Among the specialized tests to detect MHE or LGHE, neurophysiological tests such as critical flicker frequency (CFF) is fast and easy to administer and is recommended by some [28]. However, in Sri Lanka only psychometric tests can be performed in epidemiological studies at present since neurophysiological tests such as CFF is not readily available in clinical practice.

The Porto-Systemic Encephalopathy syndrome test (PSE-syndrome test) used by Weissenborn et al., has been validated for MHE diagnosis in Germany, Italy and Spain [14]. This test is recommended for diagnosing MHE and provides the PHES (psychometric hepatic encephalopathy score). However, this has not been validated for the other countries including Sri Lanka. Therefore, we decided to use our own criteria to detect MHE.

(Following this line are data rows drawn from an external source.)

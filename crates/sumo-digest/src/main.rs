use anyhow::{Context, Result};
use clap::Parser;
use shared::{
    items_by_source, ClaudeBackend, Config, DeliveryGateway, DigestArchive, DigestPipeline,
    GenerativeBackend, HttpFetcher, PipelineSettings, ProbeReport, RunMode, RunOutcome,
    SmtpGateway, StateTracker,
};
use std::sync::Arc;
use tracing_subscriber::EnvFilter;

#[derive(Parser)]
#[command(name = "sumo-digest")]
#[command(about = "Scrape sumo news, summarize it and email a digest")]
struct Args {
    /// Check state, email connectivity and sources without sending anything
    #[arg(short, long)]
    test: bool,

    /// Build and archive the digest but do not send it or mark anything processed
    #[arg(short, long, conflicts_with = "test")]
    dry_run: bool,

    /// Maximum number of items in one digest
    #[arg(short, long)]
    max_items: Option<usize>,
}

#[tokio::main]
async fn main() -> Result<()> {
    let args = Args::parse();

    tracing_subscriber::fmt()
        .with_env_filter(EnvFilter::try_from_default_env().unwrap_or_else(|_| EnvFilter::new("info")))
        .with_writer(std::io::stderr)
        .init();

    let config = Config::from_env()?;

    let state = StateTracker::open(&config.db_path)
        .with_context(|| format!("Failed to open state database {}", config.db_path.display()))?;

    let backend: Option<Arc<dyn GenerativeBackend>> = match &config.anthropic_api_key {
        Some(key) => Some(Arc::new(ClaudeBackend::new(key.clone())?)),
        None => {
            println!("⚠ ANTHROPIC_API_KEY not set, using title-based summaries");
            None
        }
    };

    let settings = PipelineSettings {
        max_items: args.max_items.unwrap_or(config.max_items),
        ..PipelineSettings::default()
    };

    let mut pipeline = DigestPipeline::new(
        config.sources.clone(),
        config.relevance_filter(),
        Arc::new(HttpFetcher::new()?),
        state,
    )
    .with_backend(backend)
    .with_settings(settings);

    // Delivery is only mandatory when we actually send
    let email = if args.test || args.dry_run {
        config.email.as_ref()
    } else {
        Some(config.require_email()?)
    };
    if let Some(email) = email {
        let gateway: Arc<dyn DeliveryGateway> =
            Arc::new(SmtpGateway::new(email).context("Failed to configure SMTP")?);
        pipeline = pipeline.with_gateway(gateway, email.to.clone());
    }

    if args.test {
        println!("🧪 Running system check...");
        let report = pipeline.probe().await?;
        print_probe(&report);
        return Ok(());
    }

    pipeline = pipeline.with_archive(DigestArchive::new(config.archives_dir.clone()));

    let mode = if args.dry_run {
        println!("🏃 Dry run: the digest will be built and archived but not sent");
        RunMode::DryRun
    } else {
        RunMode::Normal
    };

    println!("\n🥋 Collecting sumo news from {} sources...", config.sources.len());
    let report = pipeline.run(mode).await?;

    println!();
    for line in report.state.lines() {
        println!("  {}", line);
    }

    if let Some(digest) = report.outcome.digest() {
        println!("\n📰 \"{}\"", digest.subject);
        for (source, count) in items_by_source(digest) {
            println!("  {}: {} items", source, count);
        }
    }

    match &report.outcome {
        RunOutcome::NothingToSend => println!("\nNo news to send."),
        RunOutcome::Sent { .. } | RunOutcome::DryRun { .. } => {
            println!("\n✅ {}", report.outcome)
        }
        RunOutcome::SentUnmarked { .. } => {
            println!("\n⚠ {}", report.outcome);
            println!("  These items may be sent again on the next run.");
        }
        RunOutcome::DeliveryFailed { .. } => {
            anyhow::bail!("{}", report.outcome);
        }
    }

    Ok(())
}

fn print_probe(report: &ProbeReport) {
    println!("\n📊 Database:");
    println!("  Total articles: {}", report.stats.total);
    println!("  Processed: {}", report.stats.processed);
    println!("  Unprocessed: {}", report.stats.unprocessed);
    println!("  Last 24 hours: {}", report.stats.last_24h);

    println!("\n📧 Email:");
    match report.gateway_reachable {
        Some(true) => println!("  ✓ SMTP connection verified"),
        Some(false) => println!("  ✗ SMTP connection failed"),
        None => println!("  - Not configured"),
    }

    println!("\n🌐 Sources:");
    for source in &report.sources {
        match &source.error {
            None => println!(
                "  ✓ {}: {} candidates, {} relevant",
                source.name, source.candidates, source.relevant
            ),
            Some(e) => println!("  ✗ {}: {}", source.name, e),
        }
    }

    println!("\n🤖 Sample summary:");
    match &report.sample {
        Some((title, summary)) => {
            println!("  Title: {}", title);
            println!("  Summary: {}", summary);
        }
        None => println!("  No relevant items found"),
    }
}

Absence of female cirrhotic drivers participation for this study is a major drawback and this is mainly due to the cultural background and overall low number of female drivers compared to the males in the country. After assurance of no impact on current driving license, irrespective of the test result outcome, none of the participants declined to participate. The study was only based on self-reported RA. This was a limitation of our study. We considered RA during a relatively short period (previous 1 month) in order to minimize the events possibly forgotten.

The present study failed to show an increase in the incidence of RA in a cohort of Sri Lankan drivers with cirrhosis and LGHE compared to healthy controls. Our study was adequately powered to detected difference of 20 % of RA among LGHE patients compared to controls. The absence of driving or riding on high speed motorways may at least partly explain this lack of increased RA in the study group. Computer based ICT, driving stimulation tests and on-road driving tests could be used in a large cohort to further evaluate LGHE and its impact on driving. If such tests also fail to demonstrate impairment of driving skills, this will validate the findings of the present study. Furthermore, the finding of this study has to be interpreted with the limitation of the short period of self-reported RA among the Sri Lankan LGHE phenotype.

In conclusion, the findings of this study suggest that driving may be safe among patients with LGHE, but without OHE. Although our finding should be considered in a local (Sri Lankan) context, it will have practical implications with regards to advice on driving, holding a valid driving license and continuing to drive for patients with cirrhosis and LGHE.